The largest length you can safely use with this method is 9. For a length of 10 you'll get System.ArgumentOutOfRangeException, for length > 10 you'll get the -2147483648 result.
You have three problems with your code.
You should externalize your random variable.
You have a problem with truncation error.
The range between min and max is way to large.
The first problem is because you may not have enough time to advance the seed when reinitializing your random variable. The second error comes from truncating your (what would b very large) numbers down to ints. Finally, your biggest problem is your range between your min and your max. Consider finding the range between min and max (as defined in your code) with inputs 1->20:
length max-min
1 8
2 89
3 899
4 8999
5 89999
6 899999
7 8999999
8 89999999
9 899999999
10 8,999,999,999
11 89999999999
12 899999999999
13 8999999999999
14 89999999999999
15 899999999999999
16 9E+15
17 9E+16
18 9E+17
19 9E+18
And keep in mind that the maximum integer is 2,147,483,647, which is passed on any number greater than 9.
You should keep an instance of Random and not new() it up all the time, that should give you better results.

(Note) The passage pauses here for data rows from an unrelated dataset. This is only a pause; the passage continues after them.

//! OAuth 2.0 connect flow for subjects.
//!
//! 1. GET /api/oauth/start → CSRF state, redirect to the provider
//! 2. User consents on the provider's site
//! 3. Provider redirects to GET /api/oauth/callback
//! 4. Exchange code for tokens, hand them to the token manager
//! 5. GET /api/oauth/status and DELETE /api/oauth/connection manage it later

use super::{extract_subject, ApiError};
use crate::credentials::CredentialSummary;
use crate::gateway::Gateway;
use crate::oauth::{CsrfStates, OAuthProviderConfig, TokenEndpoint};
use axum::{
    extract::{Query, State},
    http::HeaderMap,
    response::{Json, Redirect},
    routing::{delete, get},
    Router,
};
use serde::{Deserialize, Serialize};
use std::sync::Arc;
use tracing::{debug, error, info, warn};

/// Shared state for the OAuth routes
#[derive(Clone)]
pub struct OAuthAppState {
    pub gateway: Gateway,
    pub endpoint: Arc<dyn TokenEndpoint>,
    pub provider: OAuthProviderConfig,
    pub states: CsrfStates,
    pub callback_base_url: String,
}

impl OAuthAppState {
    /// Must be identical in the start and callback legs.
    fn redirect_uri(&self) -> String {
        format!(
            "{}/api/oauth/callback",
            self.callback_base_url.trim_end_matches('/')
        )
    }
}

/// OAuth callback query parameters
#[derive(Deserialize)]
pub struct OAuthCallback {
    code: Option<String>,
    state: Option<String>,
    error: Option<String>,
    error_description: Option<String>,
}

#[derive(Serialize)]
pub struct OAuthSuccessResponse {
    success: bool,
    message: String,
    credential: CredentialSummary,
}

#[derive(Serialize)]
pub struct ConnectionStatus {
    connected: bool,
    #[serde(skip_serializing_if = "Option::is_none")]
    credential: Option<CredentialSummary>,
}

#[derive(Serialize)]
pub struct DisconnectResponse {
    disconnected: bool,
    cache_entries_removed: usize,
}

/// Create OAuth API router
pub fn create_oauth_router(state: OAuthAppState) -> Router {
    Router::new()
        .route("/api/oauth/start", get(oauth_start))
        .route("/api/oauth/callback", get(oauth_callback))
        .route("/api/oauth/status", get(oauth_status))
        .route("/api/oauth/connection", delete(oauth_disconnect))
        .with_state(Arc::new(state))
}

/// GET /api/oauth/start
///
/// Redirects the subject to the provider's consent page. The CSRF state is
/// single use and expires after the configured lifetime.
async fn oauth_start(
    State(state): State<Arc<OAuthAppState>>,
    headers: HeaderMap,
) -> Result<Redirect, ApiError> {
    let subject = extract_subject(&headers)?;

    let csrf_state = state.states.issue(&subject);
    let auth_url = state
        .provider
        .build_auth_url(&csrf_state, &state.redirect_uri());

    info!(subject = %subject, "Redirecting to OAuth provider");
    Ok(Redirect::temporary(&auth_url))
}

/// GET /api/oauth/callback
///
/// The subject is taken from the consumed CSRF state, never from the request.
async fn oauth_callback(
    State(state): State<Arc<OAuthAppState>>,
    Query(callback): Query<OAuthCallback>,
) -> Result<Json<OAuthSuccessResponse>, ApiError> {
    if let Some(error) = callback.error {
        let description = callback
            .error_description
            .unwrap_or_else(|| "Unknown error".to_string());
        warn!(error = %error, description = %description, "OAuth authorization failed");
        return Err(ApiError::BadRequest(format!(
            "OAuth authorization failed: {} - {}",
            error, description
        )));
    }

    let code = callback
        .code
        .ok_or_else(|| ApiError::BadRequest("Missing 'code' parameter".to_string()))?;
    let csrf_state = callback
        .state
        .ok_or_else(|| ApiError::BadRequest("Missing 'state' parameter".to_string()))?;

    let pending = state.states.consume(&csrf_state).ok_or_else(|| {
        warn!("Invalid or expired OAuth state");
        ApiError::Unauthorized("Invalid or expired OAuth state (possible CSRF attack)".to_string())
    })?;
    let subject = pending.subject_id;

    debug!(subject = %subject, "Exchanging authorization code for token");
    let grant = state
        .endpoint
        .exchange_code(&code, &state.redirect_uri())
        .await
        .map_err(|e| {
            error!(subject = %subject, error = %e, "Token exchange failed");
            ApiError::BadGateway(format!("Failed to exchange authorization code: {}", e))
        })?;

    let credential = state.gateway.tokens().set_credential(&subject, grant).await?;

    // Data cached under a previous connection may belong to another account
    state.gateway.invalidate_subject(&subject).await?;

    info!(
        subject = %subject,
        refreshable = credential.refreshable,
        "OAuth flow completed successfully"
    );

    Ok(Json(OAuthSuccessResponse {
        success: true,
        message: "Successfully connected".to_string(),
        credential,
    }))
}

/// GET /api/oauth/status
async fn oauth_status(
    State(state): State<Arc<OAuthAppState>>,
    headers: HeaderMap,
) -> Result<Json<ConnectionStatus>, ApiError> {
    let subject = extract_subject(&headers)?;
    let credential = state.gateway.tokens().status(&subject).await?;

    Ok(Json(ConnectionStatus {
        connected: credential.is_some(),
        credential,
    }))
}

/// DELETE /api/oauth/connection
///
/// Forgets the credential and everything cached for the subject.
async fn oauth_disconnect(
    State(state): State<Arc<OAuthAppState>>,
    headers: HeaderMap,
) -> Result<Json<DisconnectResponse>, ApiError> {
    let subject = extract_subject(&headers)?;

    let disconnected = state.gateway.tokens().disconnect(&subject).await?;
    let cache_entries_removed = state.gateway.invalidate_subject(&subject).await?;

    Ok(Json(DisconnectResponse {
        disconnected,
        cache_entries_removed,
    }))
}

#[cfg(test)]
mod tests {
    use super::*;

    #[test]
    fn test_oauth_callback_deserialization() {
        let query = "code=auth_code_123&state=csrf_state_456";
        let callback: OAuthCallback = serde_urlencoded::from_str(query).unwrap();
        assert_eq!(callback.code, Some("auth_code_123".to_string()));
        assert_eq!(callback.state, Some("csrf_state_456".to_string()));
        assert_eq!(callback.error, None);

        let query = "error=access_denied&error_description=User+cancelled";
        let callback: OAuthCallback = serde_urlencoded::from_str(query).unwrap();
        assert_eq!(callback.error, Some("access_denied".to_string()));
        assert_eq!(callback.error_description, Some("User cancelled".to_string()));
        assert_eq!(callback.code, None);
    }

    #[test]
    fn test_connection_status_serialization() {
        let json = serde_json::to_value(ConnectionStatus {
            connected: false,
            credential: None,
        })
        .unwrap();
        assert_eq!(json, serde_json::json!({"connected": false}));
    }
}
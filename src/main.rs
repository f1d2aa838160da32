use anyhow::Result;
use apigate::api::create_oauth_router;
use apigate::config::Secrets;
use apigate::server;
use axum::{routing::get, Router};
use tracing::info;

#[tokio::main]
async fn main() -> Result<()> {
    server::init_tracing("apigate=info");

    info!("apigate starting...");

    let config = server::load_configuration()?;
    let secrets = Secrets::from_env()?;
    info!(client_id = %secrets.oauth_client_id, "OAuth client configured");

    let oauth_state = server::build_oauth_state(&config, &secrets)?;

    let router = Router::new()
        .route("/health", get(|| async { "ok" }))
        .merge(create_oauth_router(oauth_state));

    server::serve(router, &config.server.bind_addr).await?;

    info!("apigate stopped");
    Ok(())
}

Also check for what length actually is. It may be giving you funny results as to the limits.
I think the problem is the calculation of min and max. They will be greater than Int32.MaxValue pretty fast...

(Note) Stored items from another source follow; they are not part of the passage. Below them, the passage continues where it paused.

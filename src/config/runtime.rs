use super::{AcquireMode, GatewayConfig};
use anyhow::{Context, Result};

/// Values that only ever come from the environment.
#[derive(Clone)]
pub struct Secrets {
    /// Base64-encoded 32-byte key for credential encryption
    pub encryption_key: String,
    pub oauth_client_id: String,
    pub oauth_client_secret: String,
}

impl Secrets {
    pub fn from_env() -> Result<Self> {
        Ok(Self {
            encryption_key: std::env::var("APIGATE_ENCRYPTION_KEY")
                .context("APIGATE_ENCRYPTION_KEY is required (base64-encoded 32-byte key)")?,
            oauth_client_id: std::env::var("APIGATE_OAUTH_CLIENT_ID")
                .context("APIGATE_OAUTH_CLIENT_ID is required")?,
            oauth_client_secret: std::env::var("APIGATE_OAUTH_CLIENT_SECRET")
                .context("APIGATE_OAUTH_CLIENT_SECRET is required")?,
        })
    }
}

impl std::fmt::Debug for Secrets {
    fn fmt(&self, f: &mut std::fmt::Formatter<'_>) -> std::fmt::Result {
        f.debug_struct("Secrets")
            .field("oauth_client_id", &self.oauth_client_id)
            .finish_non_exhaustive()
    }
}

/// Apply `APIGATE_*` environment overrides on top of file/default values.
///
/// Unparseable values are ignored and the existing value kept.
pub fn apply_env_overrides(config: &mut GatewayConfig) {
    apply_overrides(config, |name| std::env::var(name).ok());
}

fn apply_overrides(config: &mut GatewayConfig, var: impl Fn(&str) -> Option<String>) {
    if let Some(n) = parsed(&var, "APIGATE_RATE_LIMIT_MAX_REQUESTS") {
        config.rate_limit.max_requests = n;
    }
    if let Some(n) = parsed(&var, "APIGATE_RATE_LIMIT_WINDOW_MS") {
        config.rate_limit.window_ms = n;
    }
    if let Some(v) = var("APIGATE_RATE_LIMIT_MODE") {
        match v.as_str() {
            "wait" => config.rate_limit.mode = AcquireMode::Wait,
            "fail_fast" => config.rate_limit.mode = AcquireMode::FailFast,
            other => tracing::warn!(value = %other, "Ignoring unknown APIGATE_RATE_LIMIT_MODE"),
        }
    }
    if let Some(n) = parsed(&var, "APIGATE_CACHE_TTL_SECONDS") {
        config.cache.ttl_seconds = n;
    }
    if let Some(b) = parsed(&var, "APIGATE_CACHE_DURABLE") {
        config.cache.durable = b;
    }
    if let Some(n) = parsed(&var, "APIGATE_RETRY_MAX_ATTEMPTS") {
        config.retry.max_attempts = n;
    }
    if let Some(v) = var("APIGATE_DATABASE_PATH") {
        config.storage.database_path = v.into();
    }
    if let Some(v) = var("APIGATE_BIND_ADDR") {
        config.server.bind_addr = v;
    }
    if let Some(v) = var("APIGATE_CALLBACK_BASE_URL") {
        config.server.callback_base_url = v;
    }
}

fn parsed<T: std::str::FromStr>(var: &impl Fn(&str) -> Option<String>, name: &str) -> Option<T> {
    var(name).and_then(|v| v.parse().ok())
}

In your class, have one instance of Random, e.g.:
public class MyClass
{
private readonly Random random = new Random();
public static int GetRandomInt(int length)
{
var min = Math.Pow(10, length - 1);
var max = Math.Pow(10, length) - 1;
return random.Next((int)min, (int)max);
}
}
The fact that random always returns the same values only exists for testing purposes.
Random classes usually use a seed to initialize themselves, and will usually return the same sequence provided the seed is the same one :
Always reuse the same Random() instance instead of recreating one over and over again
if you want unpredictable results, use a time-dependent seed rather than an hard-coded one
It's very difficult to code a truly random number generator. Most methods use external entropy generators (such as mouse movement, cpu temperature, or even complex physical mechanisms such as helium balloons colliding one another...).
The Random instance should be created only once and then reused. The reason for this is that the RNG is by default seeded with the current system time. If you rapidly create new Random instances (and pull one value from it) then many of them will be seeded with the same timestamp, because the loop probably executes faster than the system clock advances.
Remember, a RNG initialized by seed A will always return sequence B. So if you create three Random instances all seeded with for example 123, these three instances will always return the same number on the same iteration.